Óscar, que había pensado ya en el aniversario de su hijo con mucha anticipación, que en pleno frenesí de acontecimientos históricos se había apresurado a trasladarse al este para no perderse el tercer aniversario de su heredero, se mantenía apartado; contemplaba la obra de destrucción, admiraba la resolución del rapaz, comparaba sus dimensiones físicas con las de su hijo y hubo de confesarse, un tanto preocupado: durante su ausencia el pequeño Kurt te ha aventajado: aquellos noventa y cuatro centímetros que tú has sabido mantener desde el día de tu tercer aniversario, que queda ya casi diecisiete años atrás, el muchachito los rebasa ya en sus buenos dos o tres centímetros; es hora, pues, de convertirlo en tambor y de operar a tan rápido crecimiento un enérgico «¡basta!».
De mi equipaje de artista, que yo había guardado con mi gran texto de enseñanza detrás de las tejas del tendedero del desván, saqué un tambor flamante, salido de la fábrica, con ánimo de proporcionar a mi hijo, ya que los adultos no lo hacían, la misma oportunidad que mi pobre mamá me había ofrecido, cumpliendo su promesa, en mi tercer aniversario.
Tenía yo buenos motivos para suponer que Matzerath, que en su día me había destinado al negocio, veía ahora en el pequeño Kurt, después de mi fracaso, al futuro negociante en ultramarinos Y si ahora digo: ¡Había que impedirlo!, he de rogar a ustedes que no vean en mí a un enemigo sistemático del comercio al detalle, porque si se me hubiera ofrecido la posibilidad de un trust industrial controlado por mí o por mi hijo o la herencia de un reino con las correspondientes colonias, me hubiera comportado exactamente en la misma forma. Óscar no quería nada de segunda mano y por consiguiente, quería inducir a su hijo a obrar del mismo modo y hacer de él —y en esto radicaba mi error de lógica— un tambor fijado permanentemente en sus tres años. ¡Como si para un hombre joven y lleno de ambición la sucesión de un tambor no fuera tan aborrecible como la de un negocio de ultramarinos!

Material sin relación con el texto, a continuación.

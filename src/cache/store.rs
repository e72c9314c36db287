use async_trait::async_trait;
use dashmap::DashMap;

use crate::cache::CacheError;

/// Raw key/value storage behind the cache gateway.
///
/// Implementations must be safe for concurrent use. `put` of an existing key
/// must leave the stored value readable; callers never rely on their write
/// being the one that is kept.
#[async_trait]
pub trait BlobStore: Send + Sync {
    async fn contains(&self, key: &str) -> Result<bool, CacheError>;

    async fn get(&self, key: &str) -> Result<Option<Vec<u8>>, CacheError>;

    async fn put(&self, key: &str, value: Vec<u8>) -> Result<(), CacheError>;
}

/// Process-local store. Contents are lost when the worker exits.
#[derive(Debug, Default)]
pub struct InMemoryBlobStore {
    entries: DashMap<String, Vec<u8>>,
}

impl InMemoryBlobStore {
    pub fn new() -> Self {
        Self::default()
    }

    pub fn len(&self) -> usize {
        self.entries.len()
    }

    pub fn is_empty(&self) -> bool {
        self.entries.is_empty()
    }
}

#[async_trait]
impl BlobStore for InMemoryBlobStore {
    async fn contains(&self, key: &str) -> Result<bool, CacheError> {
        Ok(self.entries.contains_key(key))
    }

    async fn get(&self, key: &str) -> Result<Option<Vec<u8>>, CacheError> {
        Ok(self.entries.get(key).map(|v| v.value().clone()))
    }

    async fn put(&self, key: &str, value: Vec<u8>) -> Result<(), CacheError> {
        // First write wins; later writes carry identical content by construction.
        self.entries.entry(key.to_string()).or_insert(value);
        Ok(())
    }
}
#[cfg(test)]
mod tests {
    use super::*;

    #[test]
    fn stderr_tail_keeps_the_end() {
        let mut stderr = vec![b'a'; STDERR_TAIL_BYTES];
        stderr.extend_from_slice(b"last line");
        let tail = stderr_tail(&stderr);
        assert_eq!(tail.len(), STDERR_TAIL_BYTES);
        assert!(tail.ends_with("last line"));
    }

    #[test]
    fn stderr_tail_of_short_output() {
        assert_eq!(stderr_tail(b"oops\n"), "oops\n");
        assert_eq!(stderr_tail(b""), "");
    }

    #[test]
    fn runner_errors_map_to_kinds() {
        let timeout = runner_failure(RunnerError::Timeout(Duration::from_secs(1)));
        assert_eq!(timeout.kind, ErrorKind::Timeout);

        let spawn = runner_failure(RunnerError::EmptyCommand);
        assert_eq!(spawn.kind, ErrorKind::SandboxFailure);
    }

    #[test]
    fn request_builders() {
        let request = ExecuteRequest::inline(Action::new(["true"])).skip_cache_lookup();
        assert!(request.skip_cache_lookup);
        assert!(matches!(request.action, ActionSource::Inline(_)));

        let request = ExecuteRequest::by_digest(Digest::empty());
        assert!(!request.skip_cache_lookup);
        assert!(matches!(request.action, ActionSource::Digest(_)));
    }
}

Así es como piensa hoy Óscar. Pero entonces no había para él más que una sola voluntad: tratábase de colocar un hijo tambor al lado de un padre tambor; tratábase de tocar el tambor a los adultos desde abajo y por partida doble; tratábase de fundar una dinastía de tambores susceptible de perpetuarse, porque mi obra había de resonar de generación en generación y transmitirse esmaltada en rojo y blanco.
¡Qué futuro se abría ante nosotros! Hubiéramos podido golpear la hojalata uno al lado del otro, pero también en cuartos distintos; los dos juntos, o bien él en el Labesweg y yo en la Luisenstrasse, él en la bodega y yo en el desván, el pequeño Kurt en la cocina y Óscar en el excusado; y, en alguna que otra ocasión favorable, hubiéramos podido deslizamos juntos bajo las faldas de mi abuela y de su bisabuela Ana Koljaiczek y respirar allí, dándole al tambor, el olor de la mantequilla ligeramente rancia. Acurrucados ante aquella puerta, le habría dicho yo al pequeño Kurt: —Mira bien ahí dentro, hijo mío, pues de ahí venimos. Y si te portas bien, podremos volver un rato todavía y visitar a quienes nos esperan.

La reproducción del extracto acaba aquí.